Records shown
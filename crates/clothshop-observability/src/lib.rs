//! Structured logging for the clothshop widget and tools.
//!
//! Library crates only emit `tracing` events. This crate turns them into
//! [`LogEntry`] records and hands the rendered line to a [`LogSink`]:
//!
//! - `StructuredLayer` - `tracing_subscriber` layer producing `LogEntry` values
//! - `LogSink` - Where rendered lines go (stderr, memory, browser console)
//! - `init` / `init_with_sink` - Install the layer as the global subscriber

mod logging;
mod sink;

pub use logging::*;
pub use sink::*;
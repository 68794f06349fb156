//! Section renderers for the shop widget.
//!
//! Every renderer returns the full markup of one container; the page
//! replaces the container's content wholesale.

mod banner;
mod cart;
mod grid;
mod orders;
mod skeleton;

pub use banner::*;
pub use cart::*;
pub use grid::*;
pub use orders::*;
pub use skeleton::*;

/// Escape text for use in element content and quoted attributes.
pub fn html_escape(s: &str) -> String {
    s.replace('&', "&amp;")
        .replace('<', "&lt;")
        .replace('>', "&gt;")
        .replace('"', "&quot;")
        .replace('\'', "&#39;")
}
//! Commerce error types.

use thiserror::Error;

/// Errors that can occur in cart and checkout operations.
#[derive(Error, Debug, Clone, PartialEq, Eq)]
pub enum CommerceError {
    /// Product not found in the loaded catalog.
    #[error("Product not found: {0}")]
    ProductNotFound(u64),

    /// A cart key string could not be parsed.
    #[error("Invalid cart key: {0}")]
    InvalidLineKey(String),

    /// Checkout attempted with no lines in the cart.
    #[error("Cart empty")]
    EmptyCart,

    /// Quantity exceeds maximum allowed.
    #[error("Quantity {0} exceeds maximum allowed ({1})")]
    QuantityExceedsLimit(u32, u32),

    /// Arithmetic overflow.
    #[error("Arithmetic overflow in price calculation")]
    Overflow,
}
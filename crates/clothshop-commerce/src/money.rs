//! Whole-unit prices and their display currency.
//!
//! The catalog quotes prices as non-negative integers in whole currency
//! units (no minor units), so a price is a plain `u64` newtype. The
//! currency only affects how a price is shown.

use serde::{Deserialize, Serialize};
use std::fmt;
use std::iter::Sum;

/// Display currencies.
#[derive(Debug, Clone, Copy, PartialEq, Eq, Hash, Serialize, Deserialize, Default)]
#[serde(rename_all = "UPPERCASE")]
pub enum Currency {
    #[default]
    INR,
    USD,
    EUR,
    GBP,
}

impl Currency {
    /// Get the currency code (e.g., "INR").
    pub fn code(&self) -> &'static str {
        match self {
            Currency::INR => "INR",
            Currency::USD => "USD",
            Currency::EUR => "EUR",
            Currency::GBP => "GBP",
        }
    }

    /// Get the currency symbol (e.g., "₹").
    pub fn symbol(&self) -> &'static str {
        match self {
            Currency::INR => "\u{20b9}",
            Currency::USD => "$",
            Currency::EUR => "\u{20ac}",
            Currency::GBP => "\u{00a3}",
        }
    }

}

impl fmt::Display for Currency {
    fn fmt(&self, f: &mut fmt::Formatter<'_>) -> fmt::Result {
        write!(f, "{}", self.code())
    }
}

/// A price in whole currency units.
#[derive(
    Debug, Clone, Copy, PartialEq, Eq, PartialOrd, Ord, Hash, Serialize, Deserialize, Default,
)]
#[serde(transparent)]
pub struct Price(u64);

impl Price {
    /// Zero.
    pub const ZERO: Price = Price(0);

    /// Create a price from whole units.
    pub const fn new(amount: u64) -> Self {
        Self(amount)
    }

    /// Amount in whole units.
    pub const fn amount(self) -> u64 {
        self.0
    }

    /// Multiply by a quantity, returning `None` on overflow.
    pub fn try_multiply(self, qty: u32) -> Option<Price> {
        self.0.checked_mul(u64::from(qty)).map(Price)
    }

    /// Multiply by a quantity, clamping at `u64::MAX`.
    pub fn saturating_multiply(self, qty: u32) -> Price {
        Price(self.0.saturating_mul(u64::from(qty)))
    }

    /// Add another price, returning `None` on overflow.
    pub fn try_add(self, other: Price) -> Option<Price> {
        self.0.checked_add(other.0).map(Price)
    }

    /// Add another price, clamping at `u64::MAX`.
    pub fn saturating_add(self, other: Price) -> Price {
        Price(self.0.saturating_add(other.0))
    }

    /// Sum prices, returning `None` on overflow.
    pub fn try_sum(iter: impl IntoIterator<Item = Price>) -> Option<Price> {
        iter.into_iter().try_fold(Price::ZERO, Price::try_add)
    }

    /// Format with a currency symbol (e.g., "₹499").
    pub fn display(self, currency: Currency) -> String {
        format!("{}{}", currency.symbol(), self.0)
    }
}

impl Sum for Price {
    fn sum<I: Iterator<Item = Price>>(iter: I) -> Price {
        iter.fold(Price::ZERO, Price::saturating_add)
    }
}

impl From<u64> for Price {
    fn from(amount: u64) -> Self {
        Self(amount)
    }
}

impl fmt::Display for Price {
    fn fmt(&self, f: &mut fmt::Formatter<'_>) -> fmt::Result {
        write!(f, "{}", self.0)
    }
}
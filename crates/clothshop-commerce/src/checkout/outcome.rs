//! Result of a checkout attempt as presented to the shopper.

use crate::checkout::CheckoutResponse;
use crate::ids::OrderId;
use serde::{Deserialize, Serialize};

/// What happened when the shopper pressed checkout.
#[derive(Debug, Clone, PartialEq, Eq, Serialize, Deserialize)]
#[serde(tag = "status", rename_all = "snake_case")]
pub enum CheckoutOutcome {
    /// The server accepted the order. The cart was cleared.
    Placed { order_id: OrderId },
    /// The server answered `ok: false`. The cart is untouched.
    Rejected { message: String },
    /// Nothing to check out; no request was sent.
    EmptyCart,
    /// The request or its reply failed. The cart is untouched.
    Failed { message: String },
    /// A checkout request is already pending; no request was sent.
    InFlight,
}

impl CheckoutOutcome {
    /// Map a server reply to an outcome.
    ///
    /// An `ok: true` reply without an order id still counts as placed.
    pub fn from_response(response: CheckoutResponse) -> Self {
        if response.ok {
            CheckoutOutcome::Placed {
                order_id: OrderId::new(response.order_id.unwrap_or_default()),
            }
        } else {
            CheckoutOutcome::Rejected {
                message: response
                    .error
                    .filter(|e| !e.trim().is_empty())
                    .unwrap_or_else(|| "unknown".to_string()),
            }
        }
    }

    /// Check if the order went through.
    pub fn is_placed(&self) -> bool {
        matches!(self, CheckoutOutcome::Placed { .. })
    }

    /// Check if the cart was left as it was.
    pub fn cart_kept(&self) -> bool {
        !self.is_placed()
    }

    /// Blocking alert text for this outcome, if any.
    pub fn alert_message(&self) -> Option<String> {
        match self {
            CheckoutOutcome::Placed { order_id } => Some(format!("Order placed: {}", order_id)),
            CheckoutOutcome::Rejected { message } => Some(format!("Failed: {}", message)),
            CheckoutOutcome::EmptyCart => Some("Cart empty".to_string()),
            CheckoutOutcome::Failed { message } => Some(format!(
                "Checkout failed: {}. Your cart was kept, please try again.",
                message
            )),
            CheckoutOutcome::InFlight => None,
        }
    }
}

Required action
Search the records for the word "server", then list every line that has it.

Result of the task
    /// The server accepted the order. The cart was cleared.
    /// The server answered `ok: false`. The cart is untouched.
    /// Map a server reply to an outcome.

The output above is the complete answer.